Discussion in 'VBA Macros' started by Chihiro, Apr 20, 2017 at 8:06 PM.

  1. Chihiro

    Chihiro Well-Known Member

    Messages:
    2,997
    I've been playing with ADO as of late. And encountered an issue.

    Normally when I use ADO to bring in data from closed workbook (.xlsx, .xlsm, .xlsb etc).
    I use "IMEX=1;ImportMixedTypes=Text;" and it can bring in fields with mixed data types without loss of data.

    However, when I use same options for CSV files. ADO seem to guess the data type and will end up with data loss. I have also tried various values for "typeguessrows" for ACE registry key with no difference in result.

    Is there different option that can be set to work around this issue?
    Currently working around it by converting csv to xlsx file before doing the query. But would like to know if there's another solution.

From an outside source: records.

//! Relative Strength Index (RSI).
//!
//! Wilder smoothing of average gains and average losses:
//! avg = (avg * (period - 1) + new) / period.
//! RSI = 100 - 100 / (1 + avg_gain / avg_loss); avg_loss == 0 → RSI = 100.
//! First value at index `period`; earlier entries are 0.

/// RSI over a close series.
pub fn rsi(closes: &[f64], period: usize) -> Vec<f64> {
    let n = closes.len();
    let mut result = vec![0.0; n];

    if period == 0 || n < period + 1 {
        return result;
    }

    // Seed: average gain and average loss over first `period` changes
    let mut avg_gain = 0.0;
    let mut avg_loss = 0.0;
    for i in 1..=period {
        let change = closes[i] - closes[i - 1];
        if change >= 0.0 {
            avg_gain += change;
        } else {
            avg_loss -= change;
        }
    }
    avg_gain /= period as f64;
    avg_loss /= period as f64;

    result[period] = compute_rsi(avg_gain, avg_loss);

    let p = period as f64;
    for i in (period + 1)..n {
        let change = closes[i] - closes[i - 1];
        let (gain, loss) = if change >= 0.0 {
            (change, 0.0)
        } else {
            (0.0, -change)
        };
        avg_gain = (avg_gain * (p - 1.0) + gain) / p;
        avg_loss = (avg_loss * (p - 1.0) + loss) / p;
        result[i] = compute_rsi(avg_gain, avg_loss);
    }

    result
}

fn compute_rsi(avg_gain: f64, avg_loss: f64) -> f64 {
    if avg_loss == 0.0 {
        100.0
    } else {
        100.0 - 100.0 / (1.0 + avg_gain / avg_loss)
    }
}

    Code sample: (sample csv files in zip attached)
    When you run it, you will see that third row is missing data (SKU = 1000C). As well as the first row (header).
    Code (vb):
    Sub UpdateSKU()
    Dim ws As Worksheet
    Dim fPath As String: fPath = "C:\Test\" 'Change as needed
    Dim cn As Object, rst As Object

    Set cn = CreateObject("ADODB.Connection")
    With cn
        .Provider = "Microsoft.ACE.OLEDB.12.0"
        .ConnectionString = "Data Source=" & fPath & ";" & _
                            "Extended Properties=""text;HDR=NO;FMT=Delimited;Imex=1;ImportMixedTypes=Text;"""
        .CursorLocation = 3
        .Open
    End With

    strQuery = "SELECT t2.[F1], t1.[F2], t1.[F3], t1.[F4], t1.[F5] From [Test2.csv] as t1 " & _
                "RIGHT OUTER JOIN [Test1.csv] as t2 " & _
                " ON t2.[F1] = t1.[F1];"

    Set rst = CreateObject("ADODB.Recordset")
    rst.Open strQuery, cn, 1, 3

    Range("A1").CopyFromRecordset rst
    rst.Close
    cn.Close

    End Sub

    Attached Files:

  2. SirJB7

    SirJB7 Excel Rōnin

    Messages:
    8,379
    Hi, Chihiro!

    If you look inside the .csv files with standard Windows Notepad you'll see a "normal" text file with fields separated by commas. But it you open them with Notepad++ you'll notice that they look a bit different.

    I guess that you have header columns with Alt-Enter to properly format titles, but this in fact generates a problem when saving as .csv.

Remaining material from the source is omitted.